The Hassalls had nine children including Thomas, Samuel, Jonathan, Mary Cover, James, Eliza Cordelia, Susannah Marsden, Ann, and Elizabeth. Thomas opened the first Sunday school in Australia and his siblings were teachers.

Hassall died of influenza on 28 August 1820 at Parramatta (Note: His gravestone states that he died 26 August 1820. The newspaper article about his life states that he died on 30 August 1820.) and was buried at the St John's Cemetery, Parramatta. Elizabeth died on 11 February 1834 at Parramatta.

==Legacy==
His son-in-law, Rev.
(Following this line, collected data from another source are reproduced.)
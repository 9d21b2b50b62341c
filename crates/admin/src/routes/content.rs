//! Site content handlers: homepage sections, the gallery, and image upload.

use axum::{
    Json,
    extract::{Multipart, Path, State},
};
use serde_json::{Value, json};
use tracing::instrument;

use jademart_core::SectionId;

use crate::db::ContentRepository;
use crate::error::{AdminError, Result};
use crate::middleware::{RequireAdmin, RequireWriteAccess};
use crate::models::content::{GalleryInput, SectionInput};
use crate::services::assets::AssetError;
use crate::state::AppState;

/// Upload size cap, enforced before the asset host sees the file.
const MAX_UPLOAD_BYTES: usize = 10 * 1024 * 1024;

const ALLOWED_IMAGE_TYPES: &[&str] = &["image/jpeg", "image/png", "image/webp", "image/gif"];

/// Section kinds the storefront knows how to render.
const SECTION_KINDS: &[&str] = &["hero", "feature", "guarantee"];

fn validate_section_input(input: &SectionInput) -> Result<()> {
    if !SECTION_KINDS.contains(&input.kind.as_str()) {
        return Err(AdminError::BadRequest(format!(
            "section kind must be one of: {}",
            SECTION_KINDS.join(", ")
        )));
    }
    if input.title.is_empty() && input.body.is_empty() {
        return Err(AdminError::BadRequest(
            "section needs a title or body".to_string(),
        ));
    }
    Ok(())
}

/// GET /content/sections
#[instrument(skip(state))]
pub async fn list_sections(
    State(state): State<AppState>,
    RequireAdmin(_): RequireAdmin,
) -> Result<Json<Value>> {
    let repo = ContentRepository::new(state.shop_pool());
    let sections = repo.list_sections().await?;

    Ok(Json(json!({ "sections": sections })))
}

/// POST /content/sections
#[instrument(skip(state, input))]
pub async fn create_section(
    State(state): State<AppState>,
    RequireWriteAccess(_): RequireWriteAccess,
    Json(input): Json<SectionInput>,
) -> Result<Json<Value>> {
    validate_section_input(&input)?;

    let repo = ContentRepository::new(state.shop_pool());
    let section = repo.create_section(&input).await?;

    Ok(Json(json!({ "section": section })))
}

/// PUT /content/sections/{id}
#[instrument(skip(state, input))]
pub async fn update_section(
    State(state): State<AppState>,
    RequireWriteAccess(_): RequireWriteAccess,
    Path(id): Path<i32>,
    Json(input): Json<SectionInput>,
) -> Result<Json<Value>> {
    validate_section_input(&input)?;

    let repo = ContentRepository::new(state.shop_pool());
    let section = repo.update_section(SectionId::new(id), &input).await?;

    Ok(Json(json!({ "section": section })))
}

/// DELETE /content/sections/{id}
#[instrument(skip(state))]
pub async fn delete_section(
    State(state): State<AppState>,
    RequireWriteAccess(_): RequireWriteAccess,
    Path(id): Path<i32>,
) -> Result<Json<Value>> {
    let repo = ContentRepository::new(state.shop_pool());
    repo.delete_section(SectionId::new(id)).await?;

    Ok(Json(json!({ "ok": true })))
}

/// GET /gallery
#[instrument(skip(state))]
pub async fn list_gallery(
    State(state): State<AppState>,
    RequireAdmin(_): RequireAdmin,
) -> Result<Json<Value>> {
    let repo = ContentRepository::new(state.shop_pool());
    let images = repo.list_gallery().await?;

    Ok(Json(json!({ "images": images })))
}

/// PUT /gallery
///
/// Replaces the whole gallery atomically; the payload order becomes the
/// display order.
#[instrument(skip(state, input))]
pub async fn replace_gallery(
    State(state): State<AppState>,
    RequireWriteAccess(_): RequireWriteAccess,
    Json(input): Json<GalleryInput>,
) -> Result<Json<Value>> {
    for image in &input.images {
        if image.url.trim().is_empty() {
            return Err(AdminError::BadRequest("image url cannot be empty".to_string()));
        }
    }

    let repo = ContentRepository::new(state.shop_pool());
    let images = repo.replace_gallery(&input.images).await?;

    tracing::info!(count = images.len(), "gallery replaced");

    Ok(Json(json!({ "images": images })))
}

/// POST /gallery/upload
///
/// Accepts a multipart `file` part and forwards it to the asset host.
#[instrument(skip(state, multipart))]
pub async fn upload(
    State(state): State<AppState>,
    RequireWriteAccess(_): RequireWriteAccess,
    mut multipart: Multipart,
) -> Result<Json<Value>> {
    let Some(assets) = state.assets() else {
        return Err(AdminError::Internal(
            "asset host is not configured".to_string(),
        ));
    };

    let field = multipart
        .next_field()
        .await
        .map_err(|e| AdminError::BadRequest(format!("malformed multipart body: {e}")))?
        .ok_or_else(|| AdminError::BadRequest("missing file field".to_string()))?;

    if field.name() != Some("file") {
        return Err(AdminError::BadRequest(
            "expected a single \"file\" field".to_string(),
        ));
    }

    let content_type = field
        .content_type()
        .map(ToString::to_string)
        .ok_or_else(|| AdminError::BadRequest("file content type is required".to_string()))?;
    if !ALLOWED_IMAGE_TYPES.contains(&content_type.as_str()) {
        return Err(AdminError::BadRequest(format!(
            "unsupported image type {content_type}"
        )));
    }

    let filename = field
        .file_name()
        .map_or_else(|| "upload".to_string(), ToString::to_string);

    let bytes = field
        .bytes()
        .await
        .map_err(|e| AdminError::BadRequest(format!("failed to read upload: {e}")))?;
    if bytes.is_empty() {
        return Err(AdminError::BadRequest("uploaded file is empty".to_string()));
    }
    if bytes.len() > MAX_UPLOAD_BYTES {
        return Err(AdminError::BadRequest(format!(
            "file exceeds the {}MB upload limit",
            MAX_UPLOAD_BYTES / (1024 * 1024)
        )));
    }

    let stored = assets
        .upload(&filename, &content_type, bytes.to_vec())
        .await
        .map_err(|e| match e {
            AssetError::Rejected { status, message } => {
                AdminError::BadRequest(format!("asset host rejected the file ({status}): {message}"))
            }
            other => AdminError::Internal(format!("asset upload failed: {other}")),
        })?;

    tracing::info!(url = %stored.url, "image uploaded");

    Ok(Json(json!({ "url": stored.url })))
}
Walter Lawry (married to Mary Cover Lawry), said of him upon his death, "His life was upright and his end, peace—a man more than ordinarily beloved by all around him; but most so by his own family, who are proverbially fond of him.

Hassall's life was said to have been a "continued example of religion and piety, extensive benevolence and hospitality", and he had "never lost sight of his original designation as a Missionary, and continued to the latest period of his life zealously to perform the duties of one, by preaching the Gospel in almost all parts of the colony".

He was an ardent correspondent and his letters are "one of the main sources for the early social history of New South Wales." His papers are held by the State Library of New South Wales.

Artifacts from Rowland and Elizabeth are among the collection of the Mitchell Library (part of the State Library of New South Wales), including a painting by Buonarotti of the Hassalls, other missionaries, and King Pōmare II and the Queen of Tahiti. (Note: Mr. and Mrs. Henry, also depicted in the painting, remained in Tahiti after the other missionaries had fled. They were said to have been killed and eaten by the Tahitians.)